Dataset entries
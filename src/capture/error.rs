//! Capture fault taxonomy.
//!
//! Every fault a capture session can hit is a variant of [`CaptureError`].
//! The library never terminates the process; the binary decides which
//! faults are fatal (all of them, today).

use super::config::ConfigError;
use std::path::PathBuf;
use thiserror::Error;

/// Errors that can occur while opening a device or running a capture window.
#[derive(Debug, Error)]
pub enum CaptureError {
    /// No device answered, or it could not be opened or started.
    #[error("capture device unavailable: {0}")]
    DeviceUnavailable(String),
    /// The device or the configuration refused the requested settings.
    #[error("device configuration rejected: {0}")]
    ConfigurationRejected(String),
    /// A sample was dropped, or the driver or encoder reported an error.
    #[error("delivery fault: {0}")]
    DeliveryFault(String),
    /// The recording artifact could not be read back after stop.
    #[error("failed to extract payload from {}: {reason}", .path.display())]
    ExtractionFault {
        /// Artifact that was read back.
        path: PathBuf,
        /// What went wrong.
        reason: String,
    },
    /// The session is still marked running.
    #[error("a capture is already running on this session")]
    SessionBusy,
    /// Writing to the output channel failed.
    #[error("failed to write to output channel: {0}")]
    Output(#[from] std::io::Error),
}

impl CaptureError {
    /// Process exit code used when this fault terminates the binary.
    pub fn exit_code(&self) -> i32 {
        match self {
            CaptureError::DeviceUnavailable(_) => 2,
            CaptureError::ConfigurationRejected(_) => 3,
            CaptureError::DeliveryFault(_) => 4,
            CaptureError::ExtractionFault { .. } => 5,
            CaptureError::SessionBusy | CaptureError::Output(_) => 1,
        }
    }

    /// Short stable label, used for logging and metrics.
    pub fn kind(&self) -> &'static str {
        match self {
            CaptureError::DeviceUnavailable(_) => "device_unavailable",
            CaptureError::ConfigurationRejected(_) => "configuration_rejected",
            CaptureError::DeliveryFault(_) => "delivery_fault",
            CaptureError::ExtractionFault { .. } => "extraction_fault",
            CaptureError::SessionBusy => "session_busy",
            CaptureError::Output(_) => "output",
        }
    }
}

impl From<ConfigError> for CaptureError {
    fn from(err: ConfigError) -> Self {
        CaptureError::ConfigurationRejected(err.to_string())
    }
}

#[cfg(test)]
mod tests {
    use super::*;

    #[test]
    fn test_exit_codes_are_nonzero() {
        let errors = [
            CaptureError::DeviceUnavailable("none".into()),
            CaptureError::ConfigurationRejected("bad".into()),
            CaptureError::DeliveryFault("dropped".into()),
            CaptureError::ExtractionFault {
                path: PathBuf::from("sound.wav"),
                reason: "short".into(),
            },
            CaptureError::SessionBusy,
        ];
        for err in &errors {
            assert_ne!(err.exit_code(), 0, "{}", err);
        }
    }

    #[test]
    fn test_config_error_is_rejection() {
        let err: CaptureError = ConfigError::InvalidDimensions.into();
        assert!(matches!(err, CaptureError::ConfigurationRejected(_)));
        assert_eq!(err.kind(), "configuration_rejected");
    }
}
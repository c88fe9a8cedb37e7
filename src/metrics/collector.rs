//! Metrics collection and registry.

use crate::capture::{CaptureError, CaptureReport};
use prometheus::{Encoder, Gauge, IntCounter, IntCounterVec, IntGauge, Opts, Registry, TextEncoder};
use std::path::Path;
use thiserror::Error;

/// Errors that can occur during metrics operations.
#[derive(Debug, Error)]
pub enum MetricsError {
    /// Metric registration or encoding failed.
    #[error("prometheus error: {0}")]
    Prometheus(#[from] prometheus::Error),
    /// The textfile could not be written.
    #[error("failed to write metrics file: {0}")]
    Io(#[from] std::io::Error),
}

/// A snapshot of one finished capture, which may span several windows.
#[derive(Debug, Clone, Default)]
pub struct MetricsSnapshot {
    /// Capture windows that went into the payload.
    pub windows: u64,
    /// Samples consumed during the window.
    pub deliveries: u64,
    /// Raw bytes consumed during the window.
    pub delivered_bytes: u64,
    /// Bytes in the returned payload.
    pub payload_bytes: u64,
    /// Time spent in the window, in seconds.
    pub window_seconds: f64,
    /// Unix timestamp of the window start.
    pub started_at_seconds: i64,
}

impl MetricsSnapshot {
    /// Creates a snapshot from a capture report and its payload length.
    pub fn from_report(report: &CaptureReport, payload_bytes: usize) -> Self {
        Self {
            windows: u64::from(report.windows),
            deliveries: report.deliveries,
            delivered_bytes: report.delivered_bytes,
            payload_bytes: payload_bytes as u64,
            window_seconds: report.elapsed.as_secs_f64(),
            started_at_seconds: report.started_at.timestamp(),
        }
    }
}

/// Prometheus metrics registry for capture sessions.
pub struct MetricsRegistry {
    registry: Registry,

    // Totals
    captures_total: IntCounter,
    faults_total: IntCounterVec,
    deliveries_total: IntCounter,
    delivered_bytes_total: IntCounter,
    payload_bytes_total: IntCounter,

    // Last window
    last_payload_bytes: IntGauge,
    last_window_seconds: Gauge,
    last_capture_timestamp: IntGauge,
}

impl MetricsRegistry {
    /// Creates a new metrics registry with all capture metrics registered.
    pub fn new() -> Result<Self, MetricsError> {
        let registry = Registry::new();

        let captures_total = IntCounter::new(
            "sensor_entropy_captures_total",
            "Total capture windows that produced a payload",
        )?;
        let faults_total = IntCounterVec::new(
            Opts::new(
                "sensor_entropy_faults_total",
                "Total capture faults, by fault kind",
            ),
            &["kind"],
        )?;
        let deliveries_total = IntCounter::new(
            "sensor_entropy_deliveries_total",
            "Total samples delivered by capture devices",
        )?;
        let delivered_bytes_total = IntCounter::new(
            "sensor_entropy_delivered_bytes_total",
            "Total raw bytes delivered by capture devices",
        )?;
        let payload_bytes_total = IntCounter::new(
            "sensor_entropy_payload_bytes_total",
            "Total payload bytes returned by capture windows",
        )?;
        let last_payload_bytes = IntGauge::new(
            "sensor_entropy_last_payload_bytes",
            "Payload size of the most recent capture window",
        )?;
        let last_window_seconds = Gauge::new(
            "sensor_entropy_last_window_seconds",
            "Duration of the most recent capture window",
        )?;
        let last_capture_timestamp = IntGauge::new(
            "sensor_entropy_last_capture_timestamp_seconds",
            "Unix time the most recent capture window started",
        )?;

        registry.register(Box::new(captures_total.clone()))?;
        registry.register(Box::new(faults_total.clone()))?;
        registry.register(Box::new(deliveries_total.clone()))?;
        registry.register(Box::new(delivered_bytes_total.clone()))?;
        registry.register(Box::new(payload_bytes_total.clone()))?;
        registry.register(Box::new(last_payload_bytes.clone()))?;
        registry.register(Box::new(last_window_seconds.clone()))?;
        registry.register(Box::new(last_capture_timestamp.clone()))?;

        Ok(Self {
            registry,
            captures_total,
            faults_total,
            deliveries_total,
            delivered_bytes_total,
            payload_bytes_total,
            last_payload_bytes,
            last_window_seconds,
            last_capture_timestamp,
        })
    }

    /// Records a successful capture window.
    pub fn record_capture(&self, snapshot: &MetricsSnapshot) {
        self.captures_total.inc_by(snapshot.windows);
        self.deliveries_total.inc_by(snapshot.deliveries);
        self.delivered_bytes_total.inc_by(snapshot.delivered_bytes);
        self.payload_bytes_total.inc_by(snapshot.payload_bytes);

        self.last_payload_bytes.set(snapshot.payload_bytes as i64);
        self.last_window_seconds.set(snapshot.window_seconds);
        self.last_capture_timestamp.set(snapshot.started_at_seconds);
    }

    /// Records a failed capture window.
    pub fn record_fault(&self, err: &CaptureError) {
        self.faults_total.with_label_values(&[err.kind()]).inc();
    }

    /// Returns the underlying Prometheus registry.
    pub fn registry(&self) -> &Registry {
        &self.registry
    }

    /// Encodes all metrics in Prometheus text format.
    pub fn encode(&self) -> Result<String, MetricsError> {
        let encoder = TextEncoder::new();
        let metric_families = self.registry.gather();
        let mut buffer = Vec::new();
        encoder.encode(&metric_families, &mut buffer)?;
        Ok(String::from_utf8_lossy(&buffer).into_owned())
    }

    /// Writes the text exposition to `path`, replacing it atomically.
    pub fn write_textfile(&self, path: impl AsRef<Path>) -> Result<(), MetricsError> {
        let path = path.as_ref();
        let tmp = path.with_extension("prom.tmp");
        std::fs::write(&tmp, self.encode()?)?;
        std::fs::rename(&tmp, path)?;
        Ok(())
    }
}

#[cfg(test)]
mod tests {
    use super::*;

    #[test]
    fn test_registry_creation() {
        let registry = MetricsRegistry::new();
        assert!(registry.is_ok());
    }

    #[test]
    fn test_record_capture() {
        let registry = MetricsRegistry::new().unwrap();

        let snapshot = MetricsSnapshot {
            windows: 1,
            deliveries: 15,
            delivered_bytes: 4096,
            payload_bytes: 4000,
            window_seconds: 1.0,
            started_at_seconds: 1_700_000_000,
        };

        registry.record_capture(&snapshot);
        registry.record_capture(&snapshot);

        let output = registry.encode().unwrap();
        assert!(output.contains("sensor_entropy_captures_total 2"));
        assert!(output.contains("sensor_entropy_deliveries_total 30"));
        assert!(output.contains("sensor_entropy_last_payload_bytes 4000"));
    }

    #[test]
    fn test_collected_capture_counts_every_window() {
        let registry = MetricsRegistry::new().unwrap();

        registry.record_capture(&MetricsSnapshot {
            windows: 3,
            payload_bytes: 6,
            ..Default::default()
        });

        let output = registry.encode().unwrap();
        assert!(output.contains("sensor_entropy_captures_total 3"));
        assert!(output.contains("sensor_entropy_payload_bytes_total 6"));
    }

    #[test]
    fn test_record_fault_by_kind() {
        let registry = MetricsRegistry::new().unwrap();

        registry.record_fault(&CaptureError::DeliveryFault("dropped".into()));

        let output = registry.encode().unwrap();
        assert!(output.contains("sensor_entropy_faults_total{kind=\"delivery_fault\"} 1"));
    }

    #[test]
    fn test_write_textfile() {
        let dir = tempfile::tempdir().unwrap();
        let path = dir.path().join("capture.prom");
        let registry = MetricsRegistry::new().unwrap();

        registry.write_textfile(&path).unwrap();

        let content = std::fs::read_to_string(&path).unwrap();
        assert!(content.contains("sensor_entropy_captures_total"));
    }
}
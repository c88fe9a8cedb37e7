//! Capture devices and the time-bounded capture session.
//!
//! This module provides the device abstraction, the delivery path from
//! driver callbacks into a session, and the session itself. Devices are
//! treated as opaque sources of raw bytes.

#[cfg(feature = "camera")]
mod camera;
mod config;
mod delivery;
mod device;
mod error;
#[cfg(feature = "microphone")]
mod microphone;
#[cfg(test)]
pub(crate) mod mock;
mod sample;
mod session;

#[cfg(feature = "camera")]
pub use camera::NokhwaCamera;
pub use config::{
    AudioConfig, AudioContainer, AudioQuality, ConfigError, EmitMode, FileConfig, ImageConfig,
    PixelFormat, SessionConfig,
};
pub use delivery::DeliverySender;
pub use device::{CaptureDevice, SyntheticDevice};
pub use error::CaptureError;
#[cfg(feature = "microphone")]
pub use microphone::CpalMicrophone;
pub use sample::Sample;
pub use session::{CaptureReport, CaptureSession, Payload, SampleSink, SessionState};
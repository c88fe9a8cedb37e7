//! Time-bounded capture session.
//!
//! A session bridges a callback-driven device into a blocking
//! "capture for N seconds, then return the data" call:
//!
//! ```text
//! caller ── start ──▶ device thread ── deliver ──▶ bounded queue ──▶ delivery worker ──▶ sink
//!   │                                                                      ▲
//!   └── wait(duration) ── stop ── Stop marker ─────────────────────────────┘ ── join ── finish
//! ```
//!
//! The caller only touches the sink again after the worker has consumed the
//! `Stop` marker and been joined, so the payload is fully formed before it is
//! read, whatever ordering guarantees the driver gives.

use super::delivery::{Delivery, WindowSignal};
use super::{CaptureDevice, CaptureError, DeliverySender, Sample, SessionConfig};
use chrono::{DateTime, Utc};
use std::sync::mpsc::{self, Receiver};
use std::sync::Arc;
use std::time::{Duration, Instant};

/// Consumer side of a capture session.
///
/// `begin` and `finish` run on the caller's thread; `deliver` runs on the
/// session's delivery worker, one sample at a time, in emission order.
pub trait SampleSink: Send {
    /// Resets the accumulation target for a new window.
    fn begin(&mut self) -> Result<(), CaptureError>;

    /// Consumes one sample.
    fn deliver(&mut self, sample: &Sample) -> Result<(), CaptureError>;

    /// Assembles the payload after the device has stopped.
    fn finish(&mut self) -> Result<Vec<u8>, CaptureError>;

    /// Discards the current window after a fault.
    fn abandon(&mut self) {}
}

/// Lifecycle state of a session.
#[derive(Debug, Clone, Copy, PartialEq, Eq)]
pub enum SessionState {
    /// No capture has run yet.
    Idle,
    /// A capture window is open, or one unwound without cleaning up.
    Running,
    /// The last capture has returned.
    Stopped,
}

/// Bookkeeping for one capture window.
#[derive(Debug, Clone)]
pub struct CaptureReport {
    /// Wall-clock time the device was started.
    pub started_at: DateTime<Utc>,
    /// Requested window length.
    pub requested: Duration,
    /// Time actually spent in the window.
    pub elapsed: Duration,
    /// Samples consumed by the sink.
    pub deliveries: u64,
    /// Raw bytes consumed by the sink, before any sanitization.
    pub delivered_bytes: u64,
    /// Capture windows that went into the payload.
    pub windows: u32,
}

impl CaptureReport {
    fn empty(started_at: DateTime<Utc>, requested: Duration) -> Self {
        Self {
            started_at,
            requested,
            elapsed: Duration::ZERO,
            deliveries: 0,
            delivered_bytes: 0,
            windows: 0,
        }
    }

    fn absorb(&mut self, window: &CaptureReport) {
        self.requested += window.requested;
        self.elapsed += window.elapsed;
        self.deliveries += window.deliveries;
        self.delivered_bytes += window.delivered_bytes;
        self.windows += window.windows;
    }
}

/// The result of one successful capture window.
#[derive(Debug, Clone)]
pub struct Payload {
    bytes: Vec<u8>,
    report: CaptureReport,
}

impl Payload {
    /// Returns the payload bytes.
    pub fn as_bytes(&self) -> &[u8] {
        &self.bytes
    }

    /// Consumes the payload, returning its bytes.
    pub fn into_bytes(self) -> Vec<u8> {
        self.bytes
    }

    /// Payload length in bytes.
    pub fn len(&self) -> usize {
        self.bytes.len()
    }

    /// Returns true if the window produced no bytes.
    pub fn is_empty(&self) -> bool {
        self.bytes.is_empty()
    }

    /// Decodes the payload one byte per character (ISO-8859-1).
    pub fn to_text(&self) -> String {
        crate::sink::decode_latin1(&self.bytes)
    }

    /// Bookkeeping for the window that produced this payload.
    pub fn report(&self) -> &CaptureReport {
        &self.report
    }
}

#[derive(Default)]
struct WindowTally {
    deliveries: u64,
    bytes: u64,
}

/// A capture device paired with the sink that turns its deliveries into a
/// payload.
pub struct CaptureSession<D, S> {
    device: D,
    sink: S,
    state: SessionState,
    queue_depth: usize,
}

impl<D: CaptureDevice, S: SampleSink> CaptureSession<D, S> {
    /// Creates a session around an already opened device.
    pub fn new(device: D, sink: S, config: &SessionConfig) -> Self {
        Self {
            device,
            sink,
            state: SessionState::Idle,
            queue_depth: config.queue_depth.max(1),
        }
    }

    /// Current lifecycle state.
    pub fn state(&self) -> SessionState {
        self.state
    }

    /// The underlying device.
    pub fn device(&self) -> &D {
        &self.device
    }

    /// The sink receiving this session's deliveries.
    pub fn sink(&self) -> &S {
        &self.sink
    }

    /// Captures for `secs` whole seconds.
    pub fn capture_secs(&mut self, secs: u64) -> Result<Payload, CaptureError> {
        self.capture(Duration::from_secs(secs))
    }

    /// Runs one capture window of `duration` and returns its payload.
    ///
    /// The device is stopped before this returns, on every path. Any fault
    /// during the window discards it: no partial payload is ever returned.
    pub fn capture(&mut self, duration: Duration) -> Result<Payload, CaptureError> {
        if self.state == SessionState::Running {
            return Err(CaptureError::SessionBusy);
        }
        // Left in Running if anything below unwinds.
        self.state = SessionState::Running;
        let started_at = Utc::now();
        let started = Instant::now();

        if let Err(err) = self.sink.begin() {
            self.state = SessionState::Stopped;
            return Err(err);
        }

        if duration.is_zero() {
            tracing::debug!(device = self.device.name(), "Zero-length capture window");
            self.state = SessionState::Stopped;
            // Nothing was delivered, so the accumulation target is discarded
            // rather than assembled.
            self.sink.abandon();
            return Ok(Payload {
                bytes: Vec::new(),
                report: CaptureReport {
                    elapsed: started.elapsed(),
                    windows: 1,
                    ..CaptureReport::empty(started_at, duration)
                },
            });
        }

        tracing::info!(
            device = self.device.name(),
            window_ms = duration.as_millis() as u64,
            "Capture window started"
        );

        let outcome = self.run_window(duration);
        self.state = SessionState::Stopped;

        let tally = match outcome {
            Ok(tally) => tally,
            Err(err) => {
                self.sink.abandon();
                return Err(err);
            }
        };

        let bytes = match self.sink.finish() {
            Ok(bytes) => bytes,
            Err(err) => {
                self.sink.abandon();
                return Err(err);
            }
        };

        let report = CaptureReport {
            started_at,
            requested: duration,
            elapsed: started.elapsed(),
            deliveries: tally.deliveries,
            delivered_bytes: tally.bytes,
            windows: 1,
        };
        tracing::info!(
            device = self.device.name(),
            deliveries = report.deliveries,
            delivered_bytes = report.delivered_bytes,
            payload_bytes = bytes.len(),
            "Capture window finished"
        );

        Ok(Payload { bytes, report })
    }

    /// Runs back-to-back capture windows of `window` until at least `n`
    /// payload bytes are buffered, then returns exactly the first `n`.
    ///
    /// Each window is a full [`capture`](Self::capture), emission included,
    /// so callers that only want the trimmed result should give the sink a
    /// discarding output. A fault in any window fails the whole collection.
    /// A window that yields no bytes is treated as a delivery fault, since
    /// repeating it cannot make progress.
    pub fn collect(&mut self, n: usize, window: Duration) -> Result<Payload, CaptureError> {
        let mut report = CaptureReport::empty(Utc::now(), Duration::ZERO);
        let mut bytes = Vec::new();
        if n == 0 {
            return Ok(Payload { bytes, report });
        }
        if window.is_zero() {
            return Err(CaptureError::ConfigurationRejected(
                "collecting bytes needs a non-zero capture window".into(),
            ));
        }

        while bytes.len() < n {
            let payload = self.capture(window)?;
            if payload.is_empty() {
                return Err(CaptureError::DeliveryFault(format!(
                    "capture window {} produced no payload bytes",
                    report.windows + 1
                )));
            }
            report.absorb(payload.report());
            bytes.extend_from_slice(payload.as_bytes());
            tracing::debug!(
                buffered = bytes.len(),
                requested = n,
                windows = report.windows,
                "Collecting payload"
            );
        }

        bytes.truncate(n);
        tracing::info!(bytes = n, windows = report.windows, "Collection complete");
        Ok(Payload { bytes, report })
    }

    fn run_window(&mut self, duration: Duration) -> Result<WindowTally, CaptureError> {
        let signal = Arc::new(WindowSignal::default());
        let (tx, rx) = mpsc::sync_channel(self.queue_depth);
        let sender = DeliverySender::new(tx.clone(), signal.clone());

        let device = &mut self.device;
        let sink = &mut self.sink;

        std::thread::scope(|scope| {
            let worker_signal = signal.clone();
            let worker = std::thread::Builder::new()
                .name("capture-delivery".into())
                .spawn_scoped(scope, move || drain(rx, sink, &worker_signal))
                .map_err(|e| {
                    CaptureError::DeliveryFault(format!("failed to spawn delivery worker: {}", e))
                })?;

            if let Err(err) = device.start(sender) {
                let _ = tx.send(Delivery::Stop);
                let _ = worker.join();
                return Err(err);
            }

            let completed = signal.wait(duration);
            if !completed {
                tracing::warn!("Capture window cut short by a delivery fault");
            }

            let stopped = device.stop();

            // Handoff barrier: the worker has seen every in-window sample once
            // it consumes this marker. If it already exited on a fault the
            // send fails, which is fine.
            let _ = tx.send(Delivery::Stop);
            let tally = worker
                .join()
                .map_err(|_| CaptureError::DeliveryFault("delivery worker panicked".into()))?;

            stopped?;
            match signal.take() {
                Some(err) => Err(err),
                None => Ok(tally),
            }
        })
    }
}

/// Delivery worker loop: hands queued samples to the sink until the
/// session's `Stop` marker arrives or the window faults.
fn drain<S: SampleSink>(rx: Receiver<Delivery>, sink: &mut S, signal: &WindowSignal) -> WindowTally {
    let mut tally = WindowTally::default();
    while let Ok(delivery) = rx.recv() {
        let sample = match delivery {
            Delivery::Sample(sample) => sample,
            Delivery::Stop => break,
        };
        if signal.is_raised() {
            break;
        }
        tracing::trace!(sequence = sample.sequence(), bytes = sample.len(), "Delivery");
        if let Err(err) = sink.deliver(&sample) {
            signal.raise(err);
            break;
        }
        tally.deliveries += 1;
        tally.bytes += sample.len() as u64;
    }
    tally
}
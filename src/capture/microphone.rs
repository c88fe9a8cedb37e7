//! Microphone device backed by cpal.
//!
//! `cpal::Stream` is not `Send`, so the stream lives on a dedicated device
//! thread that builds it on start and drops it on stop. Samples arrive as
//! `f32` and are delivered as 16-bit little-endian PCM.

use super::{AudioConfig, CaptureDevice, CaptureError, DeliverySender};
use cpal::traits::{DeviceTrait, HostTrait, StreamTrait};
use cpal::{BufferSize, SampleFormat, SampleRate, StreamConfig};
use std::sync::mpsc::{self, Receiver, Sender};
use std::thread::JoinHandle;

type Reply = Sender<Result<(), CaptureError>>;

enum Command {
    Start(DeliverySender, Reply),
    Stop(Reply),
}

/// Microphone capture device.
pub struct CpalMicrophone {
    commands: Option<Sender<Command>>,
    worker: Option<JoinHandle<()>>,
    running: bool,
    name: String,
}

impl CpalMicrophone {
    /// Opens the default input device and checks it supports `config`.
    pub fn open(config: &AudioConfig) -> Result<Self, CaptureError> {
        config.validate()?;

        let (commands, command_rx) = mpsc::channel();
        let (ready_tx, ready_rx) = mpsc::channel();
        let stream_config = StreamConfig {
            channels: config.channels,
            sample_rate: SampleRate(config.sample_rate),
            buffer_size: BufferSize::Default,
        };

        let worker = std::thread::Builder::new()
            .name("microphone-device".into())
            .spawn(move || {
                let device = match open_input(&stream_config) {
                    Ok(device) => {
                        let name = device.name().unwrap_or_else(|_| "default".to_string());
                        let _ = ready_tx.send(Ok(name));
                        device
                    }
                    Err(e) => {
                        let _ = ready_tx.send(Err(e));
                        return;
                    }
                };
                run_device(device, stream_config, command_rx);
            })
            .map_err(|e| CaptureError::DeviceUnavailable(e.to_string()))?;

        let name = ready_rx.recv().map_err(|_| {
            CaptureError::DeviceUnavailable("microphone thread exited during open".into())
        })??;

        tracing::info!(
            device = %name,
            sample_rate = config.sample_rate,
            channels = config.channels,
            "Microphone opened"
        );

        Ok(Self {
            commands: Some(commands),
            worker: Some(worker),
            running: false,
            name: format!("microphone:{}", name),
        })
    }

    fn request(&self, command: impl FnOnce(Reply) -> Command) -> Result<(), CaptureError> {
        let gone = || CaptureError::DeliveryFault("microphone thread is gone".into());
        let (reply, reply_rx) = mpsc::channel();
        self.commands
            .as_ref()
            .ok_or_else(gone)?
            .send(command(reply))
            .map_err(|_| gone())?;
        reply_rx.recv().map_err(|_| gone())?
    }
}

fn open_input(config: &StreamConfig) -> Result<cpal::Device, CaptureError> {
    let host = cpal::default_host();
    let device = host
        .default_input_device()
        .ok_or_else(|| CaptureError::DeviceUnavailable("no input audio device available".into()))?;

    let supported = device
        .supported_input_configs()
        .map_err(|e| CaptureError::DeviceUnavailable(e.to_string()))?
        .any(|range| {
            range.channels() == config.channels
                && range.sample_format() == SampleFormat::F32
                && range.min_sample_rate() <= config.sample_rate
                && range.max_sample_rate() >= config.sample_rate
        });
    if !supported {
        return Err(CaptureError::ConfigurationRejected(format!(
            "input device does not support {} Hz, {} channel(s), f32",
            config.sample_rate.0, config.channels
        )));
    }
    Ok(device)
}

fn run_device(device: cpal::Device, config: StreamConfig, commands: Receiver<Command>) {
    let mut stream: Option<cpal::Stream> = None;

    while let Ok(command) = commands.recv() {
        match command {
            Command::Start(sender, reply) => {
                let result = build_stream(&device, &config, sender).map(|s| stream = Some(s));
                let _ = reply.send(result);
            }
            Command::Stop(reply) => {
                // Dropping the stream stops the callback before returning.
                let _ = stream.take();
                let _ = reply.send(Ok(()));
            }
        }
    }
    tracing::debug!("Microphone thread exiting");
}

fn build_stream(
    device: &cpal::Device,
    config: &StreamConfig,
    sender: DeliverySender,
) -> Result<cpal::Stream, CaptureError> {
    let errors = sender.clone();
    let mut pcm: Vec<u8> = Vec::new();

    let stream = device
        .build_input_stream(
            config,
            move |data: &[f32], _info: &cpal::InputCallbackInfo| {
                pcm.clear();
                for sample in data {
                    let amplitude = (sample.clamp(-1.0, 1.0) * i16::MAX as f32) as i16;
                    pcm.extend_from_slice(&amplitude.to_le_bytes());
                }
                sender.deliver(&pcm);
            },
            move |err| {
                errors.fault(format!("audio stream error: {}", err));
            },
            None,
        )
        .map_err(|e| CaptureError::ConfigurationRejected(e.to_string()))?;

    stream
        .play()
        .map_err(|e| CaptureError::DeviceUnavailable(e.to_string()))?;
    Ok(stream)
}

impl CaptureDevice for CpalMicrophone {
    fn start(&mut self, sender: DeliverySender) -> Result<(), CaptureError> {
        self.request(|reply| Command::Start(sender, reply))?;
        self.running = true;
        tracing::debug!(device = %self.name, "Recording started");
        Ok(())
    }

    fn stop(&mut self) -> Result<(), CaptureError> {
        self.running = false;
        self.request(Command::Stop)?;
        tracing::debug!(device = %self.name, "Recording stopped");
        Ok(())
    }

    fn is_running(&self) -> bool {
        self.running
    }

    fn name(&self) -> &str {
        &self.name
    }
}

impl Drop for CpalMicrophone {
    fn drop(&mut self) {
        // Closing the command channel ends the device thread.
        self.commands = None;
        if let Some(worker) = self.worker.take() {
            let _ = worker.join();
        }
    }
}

* [EXERCISE OBJECTIVE]
Copy out every line of the data where the word "TextEncoder" occurs.

* [WRITTEN RESPONSE]
use prometheus::{Encoder, Gauge, IntCounter, IntCounterVec, IntGauge, Opts, Registry, TextEncoder};
        let encoder = TextEncoder::new();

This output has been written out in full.